IHSG Pertahankan Benteng 1.500
Jumat, 22 Sep 2006 16:25 WIB
Jakarta -
Meski dibayang-bayangi aksi profit taking (ambil untung) pasar saham mampu mempertahankan level 1.500 di akhir pekan ini.Pada penutupan perdagangan Jumat (22/9/2006), Indeks Harga Saham Gabungan (IHSG) naik 3,460 poin (0,23%) pada level 1.510,825.Perhatian investor belum beralih dari saham-saham perbankan seperti Bank Mandiri, BCA dan Bank Danamon karena sentimen suku bunga.Pelaku pasar masih diselimuti eforia stagnannya suku bunga The Fed 5,25 persen. Tertahannya bunga The Fed akan memberikan ruang kepada Bank Indonesia (BI) untuk menurunkan BI rate dari level saat ini 11,225 persen.
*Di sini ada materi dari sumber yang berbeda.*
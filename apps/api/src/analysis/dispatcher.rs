//! Analysis request dispatcher — one model invocation per user action.
//!
//! The dispatcher is the only caller of the model backend. It enforces the
//! session concurrency rule: at most one pending external call at a time,
//! with no retry policy and no caching. Every invocation is a live call,
//! even for repeated inputs.

use std::sync::Arc;

use async_trait::async_trait;
use tokio::sync::Semaphore;

use crate::errors::AppError;
use crate::llm_client::LlmError;
use crate::rasterizer::RasterizedDocument;

/// The model backend seam. The production implementation is
/// `GeminiClient`; tests substitute fakes to exercise dispatch semantics
/// without network access.
#[async_trait]
pub trait AnalysisModel: Send + Sync {
    async fn generate(
        &self,
        instruction: &str,
        document: &RasterizedDocument,
        job_description: &str,
    ) -> Result<String, LlmError>;
}

#[derive(Clone)]
pub struct Dispatcher {
    model: Arc<dyn AnalysisModel>,
    /// One permit: a second analysis waits until the pending call completes
    /// or fails. No parallel dispatches within a session.
    gate: Arc<Semaphore>,
}

impl Dispatcher {
    pub fn new(model: Arc<dyn AnalysisModel>) -> Self {
        Self {
            model,
            gate: Arc::new(Semaphore::new(1)),
        }
    }

    /// Sends {instruction, document, job description} to the model and
    /// returns the raw reply text.
    ///
    /// All three parts are forwarded verbatim. A failure aborts this request
    /// only; the next dispatch starts clean.
    pub async fn dispatch(
        &self,
        instruction: &str,
        document: &RasterizedDocument,
        job_description: &str,
    ) -> Result<String, AppError> {
        let _permit = self
            .gate
            .acquire()
            .await
            .map_err(|e| AppError::Internal(anyhow::anyhow!("dispatch gate closed: {e}")))?;

        self.model
            .generate(instruction, document, job_description)
            .await
            .map_err(|e| AppError::ModelInvocation(e.to_string()))
    }
}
Indeks LQ-45 naik 0,427 poin (0,13%) pada level 334,537 dan Jakarta Islamic Index (JII) turun 1,056 poin (0,4%) pada level 260,853.Perdagangan di seluruh pasar mencatat transaksi sebanyak 22.051 kali, dengan volume 1,562 miliar unit saham, senilai Rp 2,007 triliun.Dari seluruh saham yang aktif ditransaksikan, sebanyak 56 saham naik, 67 saham turun dan 69 saham stagnan.Saham-saham yang naik harganya di top gainer antara lain, Bank Central Asia (BBCA) naik Rp 175 menjadi Rp 4.850, Medco Energi Internasional (MEDC) naik Rp 175 menjadi Rp 3.525, Bank Mandiri (BMRI) naik Rp 75 menjadi Rp 2.375, Bank Danamon (BDMN) naik Rp 50 menjadi Rp 5.300, dan Astra Internasional (ASII) naik Rp 50 menjadi Rp 12.650. Sedangkan saham-saham yang turun harganya di top losser antara lain, Perusahaan Gas Negara (PGAS) turun Rp 200 menjadi Rp 12.250, Telkom (TLKM) turun Rp 100 menjadi Rp 8.200, dan Tambang Batubara Bukit Asam (PTBA) turun Rp 50 menjadi Rp 3.375.